700 mil menores son adictos al juego

Un estudio realizado en Italia eleva la alarma por la amenaza de los menores de los juegos del destino. Los escolares, la mayoría de los chicos están practicando apuestas deportivas y lotería. La edad de comenzar la suerte es un factor de riesgo importante. Datos de estudio epidemiológico sobre los juegos de fortuna publicados por [...]
Un estudio realizado en Italia eleva la alarma por la amenaza de los menores de los juegos del destino. Los escolares, la mayoría de los chicos están practicando apuestas deportivas y lotería. La edad de comenzar la suerte es un factor de riesgo importante.
Los datos de estudio epidemiológico para los juegos de fortuna publicados por el Super Institute of Health, en colaboración con <x0 confianzaExplore efectuadox1⁄4 indicó que los niños comienzan a jugar a los 9 años. El porcentaje de los que comenzaron a jugar entre las edades de 9 y 12 años está creciendo, arriesgándolos a convertirse en jugadores con problemas. La curiosidad y el entretenimiento siguen siendo los principales motivos que los hacen jugar.
Aunque estos juegos están prohibidos para menores, ha dado lugar a cerca de 700 mil jóvenes entre 14 y 17 años que han jugado al menos una vez el año pasado. De estos, casi 70 mil son jugadores problemáticos.
El estudio reveló que 18 millones de italianos adultos (uno de cada tres) han jugado al menos una vez con el juego del año pasado.

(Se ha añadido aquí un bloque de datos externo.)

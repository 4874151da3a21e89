//! Conversions from external infrastructure errors into domain errors.

use reqwest::Error as HttpError;
use reqwest::StatusCode;
use serde_json::Error as JsonError;
use slotwise_domain::SlotwiseError;

/// Error newtype that keeps conversions on the infrastructure side and can be
/// converted back into the domain error.
#[derive(Debug)]
pub struct InfraError(pub SlotwiseError);

impl From<InfraError> for SlotwiseError {
    fn from(value: InfraError) -> Self {
        value.0
    }
}

impl From<SlotwiseError> for InfraError {
    fn from(value: SlotwiseError) -> Self {
        InfraError(value)
    }
}

/// Extension trait to make the conversion logic explicit in tests and within
/// this module.
trait IntoSlotwiseError {
    fn into_slotwise(self) -> SlotwiseError;
}

/* -------------------------------------------------------------------------- */
/* reqwest::Error → SlotwiseError */
/* -------------------------------------------------------------------------- */

impl IntoSlotwiseError for HttpError {
    fn into_slotwise(self) -> SlotwiseError {
        if self.is_timeout() {
            return SlotwiseError::Provider("HTTP request timed out".into());
        }

        if self.is_connect() {
            return SlotwiseError::Provider("HTTP connection failure".into());
        }

        if self.is_decode() {
            return SlotwiseError::Provider(format!("failed to decode provider response: {self}"));
        }

        SlotwiseError::Provider(self.to_string())
    }
}

impl From<HttpError> for InfraError {
    fn from(value: HttpError) -> Self {
        InfraError(value.into_slotwise())
    }
}

/* -------------------------------------------------------------------------- */
/* serde_json::Error → SlotwiseError */
/* -------------------------------------------------------------------------- */

impl IntoSlotwiseError for JsonError {
    fn into_slotwise(self) -> SlotwiseError {
        SlotwiseError::Provider(format!("malformed provider payload: {self}"))
    }
}

impl From<JsonError> for InfraError {
    fn from(value: JsonError) -> Self {
        InfraError(value.into_slotwise())
    }
}

/* -------------------------------------------------------------------------- */
/* HTTP status → SlotwiseError */
/* -------------------------------------------------------------------------- */

/// Reason strings the provider uses for quota/rate 403s, as opposed to
/// genuine permission failures on the same status code.
const RATE_LIMIT_REASONS: [&str; 3] =
    ["rateLimitExceeded", "userRateLimitExceeded", "quotaExceeded"];

fn is_rate_limited(body: &str) -> bool {
    RATE_LIMIT_REASONS.iter().any(|reason| body.contains(reason))
}

/// Map a non-success provider status to the domain taxonomy.
///
/// 401 is handled by the caller (it triggers the one refresh-and-retry before
/// becoming `AuthExpired`); 404 and 410 on event-targeted calls both mean the
/// event is gone, which keeps delete idempotent from the caller's view. 403
/// is split on the body: a rate-limit reason is a transient `Provider` fault,
/// anything else is a request the caller is not allowed to make.
pub fn status_to_error(status: StatusCode, context: &str, body: &str) -> SlotwiseError {
    let message = format!("{context}: HTTP {} - {body}", status.as_u16());

    match status {
        StatusCode::UNAUTHORIZED => SlotwiseError::AuthExpired(message),
        StatusCode::NOT_FOUND | StatusCode::GONE => SlotwiseError::EventNotFound(message),
        StatusCode::FORBIDDEN if is_rate_limited(body) => SlotwiseError::Provider(message),
        StatusCode::TOO_MANY_REQUESTS => SlotwiseError::Provider(message),
        status if status.is_client_error() => SlotwiseError::InvalidInput(message),
        _ => SlotwiseError::Provider(message),
    }
}

/* -------------------------------------------------------------------------- */
/* Tests */
/* -------------------------------------------------------------------------- */
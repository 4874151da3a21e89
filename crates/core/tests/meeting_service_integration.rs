//! Meeting mutation facade against a mocked provider.

mod support;

use std::sync::Arc;

use chrono::{DateTime, Duration, NaiveDate, TimeZone, Utc};
use slotwise_core::MeetingService;
use slotwise_domain::{
    CalendarEvent, FieldUpdate, Meeting, MeetingPatch, SlotwiseError, TimeInterval,
};

use support::MockCalendarPort;

const CALENDAR_ID: &str = "primary";

fn service(port: &MockCalendarPort) -> MeetingService {
    MeetingService::new(Arc::new(port.clone()), CALENDAR_ID)
}

fn utc(d: u32, h: u32, m: u32) -> DateTime<Utc> {
    Utc.with_ymd_and_hms(2024, 2, d, h, m, 0).unwrap()
}

fn stored_event(id: &str, title: &str, start: DateTime<Utc>, minutes: i64) -> CalendarEvent {
    CalendarEvent {
        id: id.to_string(),
        title: title.to_string(),
        description: None,
        start,
        end: start + Duration::minutes(minutes),
        attendees: vec![],
        conference_link: None,
        all_day: false,
    }
}

#[tokio::test]
async fn schedule_derives_end_from_duration() {
    let port = MockCalendarPort::new();
    let meeting = Meeting::new("Design review", utc(6, 14, 0), 45)
        .with_description("Quarterly sync")
        .with_attendees(vec!["ana@example.com".to_string()])
        .with_timezone("Europe/Berlin");

    let event_id = service(&port).schedule_meeting(&meeting).await.unwrap();

    let draft = &port.inserted()[0];
    assert_eq!(draft.start, utc(6, 14, 0));
    assert_eq!(draft.end, utc(6, 14, 45));
    assert_eq!(draft.timezone.as_deref(), Some("Europe/Berlin"));
    assert_eq!(port.event(&event_id).unwrap().end, utc(6, 14, 45));
}

#[tokio::test]
async fn schedule_rejects_invalid_meetings() {
    let port = MockCalendarPort::new();

    let blank = Meeting::new("  ", utc(6, 14, 0), 30);
    assert!(matches!(
        service(&port).schedule_meeting(&blank).await,
        Err(SlotwiseError::InvalidInput(_))
    ));

    let bad_zone = Meeting::new("Sync", utc(6, 14, 0), 30).with_timezone("Moon/Tycho");
    assert!(matches!(
        service(&port).schedule_meeting(&bad_zone).await,
        Err(SlotwiseError::InvalidTimezone(_))
    ));

    assert!(port.inserted().is_empty(), "invalid meetings must not reach the provider");
}

#[tokio::test]
async fn update_with_new_start_preserves_duration() {
    let port =
        MockCalendarPort::new().with_event(stored_event("evt-7", "Sync", utc(6, 10, 0), 45));
    let patch = MeetingPatch::default().with_start_time(utc(8, 15, 0));

    service(&port).update_meeting("evt-7", &patch).await.unwrap();

    let event = port.event("evt-7").unwrap();
    assert_eq!(event.start, utc(8, 15, 0));
    assert_eq!(event.end, utc(8, 15, 45));
    assert_eq!(event.duration_minutes(), 45);
}

#[tokio::test]
async fn update_with_duration_alone_reuses_stored_start() {
    let port =
        MockCalendarPort::new().with_event(stored_event("evt-7", "Sync", utc(6, 10, 0), 45));
    let patch = MeetingPatch::default().with_duration(90);

    service(&port).update_meeting("evt-7", &patch).await.unwrap();

    let event = port.event("evt-7").unwrap();
    assert_eq!(event.start, utc(6, 10, 0), "start must not move");
    assert_eq!(event.end, utc(6, 11, 30));

    // Only the end was patched; the provider never saw a start change.
    let (_, sent) = &port.patched()[0];
    assert!(sent.start.is_none());
    assert_eq!(sent.end, Some(utc(6, 11, 30)));
}

#[tokio::test]
async fn update_with_start_and_duration_recomputes_end_from_both() {
    let port =
        MockCalendarPort::new().with_event(stored_event("evt-7", "Sync", utc(6, 10, 0), 45));
    let patch = MeetingPatch::default().with_start_time(utc(7, 9, 0)).with_duration(30);

    service(&port).update_meeting("evt-7", &patch).await.unwrap();

    let event = port.event("evt-7").unwrap();
    assert_eq!(event.start, utc(7, 9, 0));
    assert_eq!(event.end, utc(7, 9, 30));
}

#[tokio::test]
async fn update_with_timezone_alone_resends_stored_bounds() {
    let port =
        MockCalendarPort::new().with_event(stored_event("evt-7", "Sync", utc(6, 10, 0), 45));
    let patch = MeetingPatch::default().with_timezone("Asia/Tokyo");

    service(&port).update_meeting("evt-7", &patch).await.unwrap();

    // The zone annotation only takes effect on a time bound, so both stored
    // bounds must go back on the wire with it.
    let (_, sent) = &port.patched()[0];
    assert_eq!(sent.timezone.as_deref(), Some("Asia/Tokyo"));
    assert_eq!(sent.start, Some(utc(6, 10, 0)));
    assert_eq!(sent.end, Some(utc(6, 10, 45)));
}

#[tokio::test]
async fn update_with_duration_and_timezone_carries_both_bounds() {
    let port =
        MockCalendarPort::new().with_event(stored_event("evt-7", "Sync", utc(6, 10, 0), 45));
    let patch = MeetingPatch::default().with_duration(90).with_timezone("Asia/Tokyo");

    service(&port).update_meeting("evt-7", &patch).await.unwrap();

    let (_, sent) = &port.patched()[0];
    assert_eq!(sent.start, Some(utc(6, 10, 0)));
    assert_eq!(sent.end, Some(utc(6, 11, 30)));
    assert_eq!(sent.timezone.as_deref(), Some("Asia/Tokyo"));
}

#[tokio::test]
async fn update_with_bad_timezone_is_rejected_before_the_provider() {
    let port =
        MockCalendarPort::new().with_event(stored_event("evt-7", "Sync", utc(6, 10, 0), 45));
    let patch = MeetingPatch::default().with_timezone("Moon/Tycho");

    let result = service(&port).update_meeting("evt-7", &patch).await;

    assert!(matches!(result, Err(SlotwiseError::InvalidTimezone(_))));
    assert!(port.patched().is_empty());
}

#[tokio::test]
async fn update_clears_description_without_touching_other_fields() {
    let mut event = stored_event("evt-7", "Sync", utc(6, 10, 0), 45);
    event.description = Some("old notes".to_string());
    let port = MockCalendarPort::new().with_event(event);

    let patch = MeetingPatch::default().clear_description();
    service(&port).update_meeting("evt-7", &patch).await.unwrap();

    let event = port.event("evt-7").unwrap();
    assert_eq!(event.description, None);
    assert_eq!(event.title, "Sync");
    assert_eq!(event.start, utc(6, 10, 0));
}

#[tokio::test]
async fn update_rejects_clearing_required_fields() {
    let port =
        MockCalendarPort::new().with_event(stored_event("evt-7", "Sync", utc(6, 10, 0), 45));
    let patch = MeetingPatch { title: FieldUpdate::Clear, ..MeetingPatch::default() };

    let result = service(&port).update_meeting("evt-7", &patch).await;

    assert!(matches!(result, Err(SlotwiseError::InvalidInput(_))));
    assert!(port.patched().is_empty());
}

#[tokio::test]
async fn update_of_missing_event_is_not_found() {
    let port = MockCalendarPort::new();
    let patch = MeetingPatch::default().with_duration(60);

    let result = service(&port).update_meeting("evt-missing", &patch).await;

    assert!(matches!(result, Err(SlotwiseError::EventNotFound(_))));
}

#[tokio::test]
async fn empty_patch_is_a_no_op() {
    let port =
        MockCalendarPort::new().with_event(stored_event("evt-7", "Sync", utc(6, 10, 0), 45));

    service(&port).update_meeting("evt-7", &MeetingPatch::default()).await.unwrap();

    assert!(port.patched().is_empty());
}

#[tokio::test]
async fn delete_is_idempotent_from_the_caller_perspective() {
    let port =
        MockCalendarPort::new().with_event(stored_event("evt-7", "Sync", utc(6, 10, 0), 45));
    let service = service(&port);

    service.delete_meeting("evt-7").await.unwrap();

    // Deleting again (and again) yields the same clear answer both times.
    for _ in 0..2 {
        match service.delete_meeting("evt-7").await {
            Err(SlotwiseError::EventNotFound(id)) => assert_eq!(id, "evt-7"),
            other => panic!("expected EventNotFound, got {other:?}"),
        }
    }
}

#[tokio::test]
async fn search_matches_titles_within_the_window() {
    let port = MockCalendarPort::new()
        .with_event(stored_event("evt-1", "Flight to Lisbon", utc(6, 7, 0), 180))
        .with_event(stored_event("evt-2", "Team standup", utc(6, 9, 30), 15));
    let window = TimeInterval::new(utc(6, 0, 0), utc(7, 0, 0)).unwrap();

    let found = service(&port).search_meetings("flight", Some(window), utc(5, 0, 0)).await;

    assert_eq!(found.len(), 1);
    assert_eq!(found[0].id, "evt-1");
}

#[tokio::test]
async fn search_degrades_to_empty_on_provider_failure() {
    let port = MockCalendarPort::new()
        .with_search_error(SlotwiseError::Provider("rate limited".into()));

    let found = service(&port).search_meetings("flight", None, utc(5, 0, 0)).await;

    assert!(found.is_empty());
}

#[tokio::test]
async fn last_meeting_of_day_picks_the_latest_end() {
    // Day boundary in New York: 2024-02-06 is 05:00Z..05:00Z next day.
    // evt-late starts earlier but ends latest.
    let port = MockCalendarPort::new()
        .with_event(stored_event("evt-early", "Breakfast", utc(6, 13, 0), 60))
        .with_event(stored_event("evt-late", "Dinner", utc(7, 0, 0), 120))
        .with_event(stored_event("evt-next-day", "Lunch", utc(7, 17, 0), 60));

    let date = NaiveDate::from_ymd_opt(2024, 2, 6).unwrap();
    let last = service(&port)
        .find_last_meeting_of_day(date, "America/New_York")
        .await
        .unwrap()
        .expect("the day has events");

    assert_eq!(last.id, "evt-late");
}

#[tokio::test]
async fn last_meeting_of_empty_day_is_none() {
    let port = MockCalendarPort::new();
    let date = NaiveDate::from_ymd_opt(2024, 2, 6).unwrap();

    let last = service(&port).find_last_meeting_of_day(date, "UTC").await.unwrap();

    assert!(last.is_none());
}

#[tokio::test]
async fn last_meeting_degrades_to_none_on_provider_failure() {
    let port =
        MockCalendarPort::new().with_list_error(SlotwiseError::Provider("backend 502".into()));
    let date = NaiveDate::from_ymd_opt(2024, 2, 6).unwrap();

    let last = service(&port).find_last_meeting_of_day(date, "UTC").await.unwrap();

    assert!(last.is_none());
}

#[tokio::test]
async fn last_meeting_with_bad_zone_is_an_error() {
    let port = MockCalendarPort::new();
    let date = NaiveDate::from_ymd_opt(2024, 2, 6).unwrap();

    let result = service(&port).find_last_meeting_of_day(date, "Pluto/Cryovolcano").await;

    assert!(matches!(result, Err(SlotwiseError::InvalidTimezone(_))));
}
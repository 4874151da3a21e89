//! Wall-clock conversions for arbitrary IANA timezones
//!
//! Every hour/weekday/date computation in the engine goes through these
//! helpers so the scanner reasons in the caller's timezone, never in UTC or
//! server-local terms. Same-day comparisons use the `YYYY-MM-DD` string form,
//! never raw instant subtraction, to avoid DST/offset errors.

use chrono::{DateTime, Datelike, Duration, NaiveDate, NaiveTime, Timelike, Utc};
use chrono_tz::Tz;

use slotwise_domain::{Result, SlotwiseError, TimeInterval};

/// Parse an IANA zone name
///
/// An unrecognized name fails loudly; a silent fallback would produce
/// wrong-but-plausible schedules.
pub fn parse_zone(name: &str) -> Result<Tz> {
    name.parse::<Tz>().map_err(|_| SlotwiseError::InvalidTimezone(name.to_string()))
}

/// The local hour (0-23) as displayed in `zone`
pub fn hour_in_zone(instant: DateTime<Utc>, zone: Tz) -> u32 {
    instant.with_timezone(&zone).hour()
}

/// The local minute (0-59) as displayed in `zone`
pub fn minute_in_zone(instant: DateTime<Utc>, zone: Tz) -> u32 {
    instant.with_timezone(&zone).minute()
}

/// The local weekday as displayed in `zone`, 0=Sunday .. 6=Saturday
pub fn weekday_in_zone(instant: DateTime<Utc>, zone: Tz) -> u32 {
    instant.with_timezone(&zone).weekday().num_days_from_sunday()
}

/// The local calendar date as a `YYYY-MM-DD` string
pub fn date_string_in_zone(instant: DateTime<Utc>, zone: Tz) -> String {
    instant.with_timezone(&zone).format("%Y-%m-%d").to_string()
}

/// The instant whose wall-clock time in `zone` is `hour:00:00.000` on the
/// same local calendar date as `instant`
///
/// Shifts by the signed hour difference to the target hour, then zeroes the
/// local minute/second/subsecond components. Exact away from DST transitions;
/// on a transition day the result can land an hour off the intended wall
/// clock. The scanner re-checks every snap against [`hour_in_zone`] on the
/// next iteration and carries a forward-progress guard, so a transition day
/// can not stall a scan.
pub fn at_hour_in_zone(instant: DateTime<Utc>, hour: u32, zone: Tz) -> DateTime<Utc> {
    let local = instant.with_timezone(&zone);
    let shifted = local + Duration::hours(i64::from(hour) - i64::from(local.hour()));
    let trimmed = shifted
        - Duration::minutes(i64::from(shifted.minute()))
        - Duration::seconds(i64::from(shifted.second()))
        - Duration::nanoseconds(i64::from(shifted.nanosecond()));
    trimmed.with_timezone(&Utc)
}

/// The `[local midnight, next local midnight)` window for a calendar date
///
/// Resolves DST gaps and folds explicitly: on a gap the earliest valid
/// instant after the skipped time is used, on a fold the first occurrence.
pub fn local_day_bounds(date: NaiveDate, zone: Tz) -> Result<TimeInterval> {
    let next = date.succ_opt().ok_or_else(|| {
        SlotwiseError::InvalidInput(format!("date {date} has no following day"))
    })?;
    TimeInterval::new(local_midnight(date, zone), local_midnight(next, zone))
}

/// Earliest instant of a local calendar date
///
/// Midnight itself can be skipped by a DST gap (some zones spring forward at
/// 00:00); probe forward on the half-hour grid until a valid local time is
/// found. A fold resolves to the first occurrence.
fn local_midnight(date: NaiveDate, zone: Tz) -> DateTime<Utc> {
    use chrono::offset::LocalResult;
    use chrono::TimeZone;

    let mut naive = date.and_time(NaiveTime::MIN);
    loop {
        match zone.from_local_datetime(&naive) {
            LocalResult::Single(local) => return local.with_timezone(&Utc),
            LocalResult::Ambiguous(first, _) => return first.with_timezone(&Utc),
            LocalResult::None => naive += Duration::minutes(30),
        }
    }
}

De estos más de 13 millones de personas juegan <x0 títulosocialally realizadox1⁄4], dos millones tienen un perfil de bajo riesgo, un millón y 400 mil personas representan un riesgo moderado, mientras que uno y medio millones son jugadores problemáticos.
Los datos mostraron que más de 3 millones de personas mayores de 65 años, tanto hombres como mujeres, juegan. De estos, el 2 por ciento son jugadores problemáticos. Prefiere loterías y juegan principalmente en bandejas o en bares.
Es el mayor estudio realizado en Italia, dice Walter Riccard, presidente del Instituto de Salud. El estudio mostró que este fenómeno se ha extendido al sur y a las islas de Italia.